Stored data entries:
··········

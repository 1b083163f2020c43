//! `autoortho <root> <mountpoint>` — mount a synthetic, on-demand
//! filesystem over `root`'s flight-simulator scenery at `mountpoint`.
//! No flags, no env vars; tunables live in `~/.autoortho/config.ini`.

use std::path::PathBuf;
use std::process::ExitCode;
use std::sync::Arc;
use std::time::Duration;

use clap::Parser;
use fuser::MountOption;
use tracing_appender::non_blocking::WorkerGuard;

use autoortho::error::MountError;
use autoortho::flight::XplaneRrefDecoder;
use autoortho::{
    default_log_dir, AutoOrthoConfig, AutoOrthoFs, FlightFollower, PlaceholderRenderer, TileCache,
};

#[derive(Parser)]
#[command(name = "autoortho", about = "On-demand orthoimagery tile cache for flight simulators")]
struct Args {
    /// Root scenery directory to project the filesystem over.
    root: PathBuf,
    /// Mountpoint to mount the projected filesystem at.
    mountpoint: PathBuf,
}

/// Initializes stdout + rotating-file logging. Returns the file appender's
/// [`WorkerGuard`]; dropping it flushes and stops the background writer
/// thread, so the caller must hold onto it for the process lifetime.
fn init_tracing() -> Option<WorkerGuard> {
    use tracing_subscriber::{fmt, layer::SubscriberExt, util::SubscriberInitExt, EnvFilter};

    let env_filter = || EnvFilter::try_from_default_env().unwrap_or_else(|_| EnvFilter::new("info"));
    let stdout_layer = fmt::layer().with_timer(fmt::time::LocalTime::rfc_3339());

    let file_layer_and_guard = default_log_dir().and_then(|dir| {
        if let Err(err) = std::fs::create_dir_all(&dir) {
            eprintln!("failed to create log directory {}: {err}", dir.display());
            return None;
        }
        let appender = tracing_appender::rolling::daily(&dir, "autoortho.log");
        let (non_blocking, guard) = tracing_appender::non_blocking(appender);
        let layer = fmt::layer()
            .with_ansi(false)
            .with_timer(fmt::time::LocalTime::rfc_3339())
            .with_writer(non_blocking);
        Some((layer, guard))
    });

    match file_layer_and_guard {
        Some((file_layer, guard)) => {
            tracing_subscriber::registry()
                .with(env_filter())
                .with(stdout_layer)
                .with(file_layer)
                .init();
            Some(guard)
        }
        None => {
            tracing_subscriber::registry()
                .with(env_filter())
                .with(stdout_layer)
                .init();
            None
        }
    }
}

/// Validates that `root` exists and is a directory, per §6's CLI surface
/// (mount failure, including an invalid root, exits nonzero).
fn validate_root(root: &PathBuf) -> Result<(), MountError> {
    if root.is_dir() {
        Ok(())
    } else {
        Err(MountError::InvalidRoot(root.clone()))
    }
}

fn main() -> ExitCode {
    let _log_guard = init_tracing();
    let args = Args::parse();

    if let Err(err) = validate_root(&args.root) {
        tracing::error!(error = %err, "invalid root");
        return ExitCode::FAILURE;
    }

    let config = match AutoOrthoConfig::load() {
        Ok(config) => config,
        Err(err) => {
            tracing::error!(error = %err, "failed to load configuration");
            return ExitCode::FAILURE;
        }
    };

    let renderer = Arc::new(PlaceholderRenderer::default());
    let cache = match TileCache::new(config.clone(), renderer) {
        Ok(cache) => Arc::new(cache),
        Err(err) => {
            tracing::error!(error = %err, "failed to initialize tile cache");
            return ExitCode::FAILURE;
        }
    };

    let decoder = Arc::new(XplaneRrefDecoder::default());
    let follower = match FlightFollower::spawn(
        ("127.0.0.1", config.telemetry_port),
        Duration::from_secs(config.telemetry_timeout_secs),
        decoder,
    ) {
        Ok(follower) => follower,
        Err(err) => {
            tracing::error!(error = %err, "failed to start flight follower");
            return ExitCode::FAILURE;
        }
    };

    let fs = AutoOrthoFs::new(args.root.clone(), cache, follower.state(), config);

    let options = vec![
        MountOption::FSName("autoortho".to_string()),
        MountOption::AutoUnmount,
    ];

    let session = match fuser::spawn_mount2(fs, &args.mountpoint, &options) {
        Ok(session) => session,
        Err(source) => {
            let err = MountError::Mount {
                path: args.mountpoint.clone(),
                source,
            };
            tracing::error!(error = %err, "failed to mount");
            return ExitCode::FAILURE;
        }
    };

    tracing::info!(
        root = %args.root.display(),
        mountpoint = %args.mountpoint.display(),
        "mounted, waiting for unmount or Ctrl+C"
    );

    let (tx, rx) = std::sync::mpsc::channel();
    let result = ctrlc::set_handler(move || {
        let _ = tx.send(());
    });
    if let Err(err) = result {
        tracing::warn!(error = %err, "failed to install Ctrl+C handler");
    }

    // Block until either a signal arrives or the session unmounts on its
    // own (e.g. `fusermount -u` from outside this process).
    let _ = rx.recv();
    drop(session);

    tracing::info!("unmounted cleanly");
    ExitCode::SUCCESS
}

#[cfg(test)]
mod tests {
    use super::*;

    #[test]
    fn validate_root_accepts_existing_directory() {
        let dir = tempfile::tempdir().unwrap();
        assert!(validate_root(&dir.path().to_path_buf()).is_ok());
    }

    #[test]
    fn validate_root_rejects_missing_path() {
        let err = validate_root(&PathBuf::from("/nonexistent/does/not/exist")).unwrap_err();
        assert!(matches!(err, MountError::InvalidRoot(_)));
    }

    #[test]
    fn validate_root_rejects_plain_file() {
        let dir = tempfile::tempdir().unwrap();
        let file_path = dir.path().join("not_a_dir");
        std::fs::write(&file_path, b"x").unwrap();
        assert!(validate_root(&file_path).is_err());
    }

    #[test]
    fn args_require_root_and_mountpoint() {
        let args = Args::try_parse_from(["autoortho", "/scenery", "/mnt/ortho"]).unwrap();
        assert_eq!(args.root, PathBuf::from("/scenery"));
        assert_eq!(args.mountpoint, PathBuf::from("/mnt/ortho"));
    }

    #[test]
    fn args_reject_missing_mountpoint() {
        assert!(Args::try_parse_from(["autoortho", "/scenery"]).is_err());
    }
}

··········

Each record is to be repeated exactly.

## [Task solution]
repository 1b083163f2020c43
//! `autoortho <root> <mountpoint>` — mount a synthetic, on-demand
//! filesystem over `root`'s flight-simulator scenery at `mountpoint`.
//! No flags, no env vars; tunables live in `~/.autoortho/config.ini`.

use std::path::PathBuf;
use std::process::ExitCode;
use std::sync::Arc;
use std::time::Duration;

use clap::Parser;
use fuser::MountOption;
use tracing_appender::non_blocking::WorkerGuard;

use autoortho::error::MountError;
use autoortho::flight::XplaneRrefDecoder;
use autoortho::{
    default_log_dir, AutoOrthoConfig, AutoOrthoFs, FlightFollower, PlaceholderRenderer, TileCache,
};

#[derive(Parser)]
#[command(name = "autoortho", about = "On-demand orthoimagery tile cache for flight simulators")]
struct Args {
    /// Root scenery directory to project the filesystem over.
    root: PathBuf,
    /// Mountpoint to mount the projected filesystem at.
    mountpoint: PathBuf,
}

/// Initializes stdout + rotating-file logging. Returns the file appender's
/// [`WorkerGuard`]; dropping it flushes and stops the background writer
/// thread, so the caller must hold onto it for the process lifetime.
fn init_tracing() -> Option<WorkerGuard> {
    use tracing_subscriber::{fmt, layer::SubscriberExt, util::SubscriberInitExt, EnvFilter};

    let env_filter = || EnvFilter::try_from_default_env().unwrap_or_else(|_| EnvFilter::new("info"));
    let stdout_layer = fmt::layer().with_timer(fmt::time::LocalTime::rfc_3339());

    let file_layer_and_guard = default_log_dir().and_then(|dir| {
        if let Err(err) = std::fs::create_dir_all(&dir) {
            eprintln!("failed to create log directory {}: {err}", dir.display());
            return None;
        }
        let appender = tracing_appender::rolling::daily(&dir, "autoortho.log");
        let (non_blocking, guard) = tracing_appender::non_blocking(appender);
        let layer = fmt::layer()
            .with_ansi(false)
            .with_timer(fmt::time::LocalTime::rfc_3339())
            .with_writer(non_blocking);
        Some((layer, guard))
    });

    match file_layer_and_guard {
        Some((file_layer, guard)) => {
            tracing_subscriber::registry()
                .with(env_filter())
                .with(stdout_layer)
                .with(file_layer)
                .init();
            Some(guard)
        }
        None => {
            tracing_subscriber::registry()
                .with(env_filter())
                .with(stdout_layer)
                .init();
            None
        }
    }
}

/// Validates that `root` exists and is a directory, per §6's CLI surface
/// (mount failure, including an invalid root, exits nonzero).
fn validate_root(root: &PathBuf) -> Result<(), MountError> {
    if root.is_dir() {
        Ok(())
    } else {
        Err(MountError::InvalidRoot(root.clone()))
    }
}

fn main() -> ExitCode {
    let _log_guard = init_tracing();
    let args = Args::parse();

    if let Err(err) = validate_root(&args.root) {
        tracing::error!(error = %err, "invalid root");
        return ExitCode::FAILURE;
    }

    let config = match AutoOrthoConfig::load() {
        Ok(config) => config,
        Err(err) => {
            tracing::error!(error = %err, "failed to load configuration");
            return ExitCode::FAILURE;
        }
    };

    let renderer = Arc::new(PlaceholderRenderer::default());
    let cache = match TileCache::new(config.clone(), renderer) {
        Ok(cache) => Arc::new(cache),
        Err(err) => {
            tracing::error!(error = %err, "failed to initialize tile cache");
            return ExitCode::FAILURE;
        }
    };

    let decoder = Arc::new(XplaneRrefDecoder::default());
    let follower = match FlightFollower::spawn(
        ("127.0.0.1", config.telemetry_port),
        Duration::from_secs(config.telemetry_timeout_secs),
        decoder,
    ) {
        Ok(follower) => follower,
        Err(err) => {
            tracing::error!(error = %err, "failed to start flight follower");
            return ExitCode::FAILURE;
        }
    };

    let fs = AutoOrthoFs::new(args.root.clone(), cache, follower.state(), config);

    let options = vec![
        MountOption::FSName("autoortho".to_string()),
        MountOption::AutoUnmount,
    ];

    let session = match fuser::spawn_mount2(fs, &args.mountpoint, &options) {
        Ok(session) => session,
        Err(source) => {
            let err = MountError::Mount {
                path: args.mountpoint.clone(),
                source,
            };
            tracing::error!(error = %err, "failed to mount");
            return ExitCode::FAILURE;
        }
    };

    tracing::info!(
        root = %args.root.display(),
        mountpoint = %args.mountpoint.display(),
        "mounted, waiting for unmount or Ctrl+C"
    );

    let (tx, rx) = std::sync::mpsc::channel();
    let result = ctrlc::set_handler(move || {
        let _ = tx.send(());
    });
    if let Err(err) = result {
        tracing::warn!(error = %err, "failed to install Ctrl+C handler");
    }

    // Block until either a signal arrives or the session unmounts on its
    // own (e.g. `fusermount -u` from outside this process).
    let _ = rx.recv();
    drop(session);

    tracing::info!("unmounted cleanly");
    ExitCode::SUCCESS
}

#[cfg(test)]
mod tests {
    use super::*;

    #[test]
    fn validate_root_accepts_existing_directory() {
        let dir = tempfile::tempdir().unwrap();
        assert!(validate_root(&dir.path().to_path_buf()).is_ok());
    }

    #[test]
    fn validate_root_rejects_missing_path() {
        let err = validate_root(&PathBuf::from("/nonexistent/does/not/exist")).unwrap_err();
        assert!(matches!(err, MountError::InvalidRoot(_)));
    }

    #[test]
    fn validate_root_rejects_plain_file() {
        let dir = tempfile::tempdir().unwrap();
        let file_path = dir.path().join("not_a_dir");
        std::fs::write(&file_path, b"x").unwrap();
        assert!(validate_root(&file_path).is_err());
    }

    #[test]
    fn args_require_root_and_mountpoint() {
        let args = Args::try_parse_from(["autoortho", "/scenery", "/mnt/ortho"]).unwrap();
        assert_eq!(args.root, PathBuf::from("/scenery"));
        assert_eq!(args.mountpoint, PathBuf::from("/mnt/ortho"));
    }

    #[test]
    fn args_reject_missing_mountpoint() {
        assert!(Args::try_parse_from(["autoortho", "/scenery"]).is_err());
    }
}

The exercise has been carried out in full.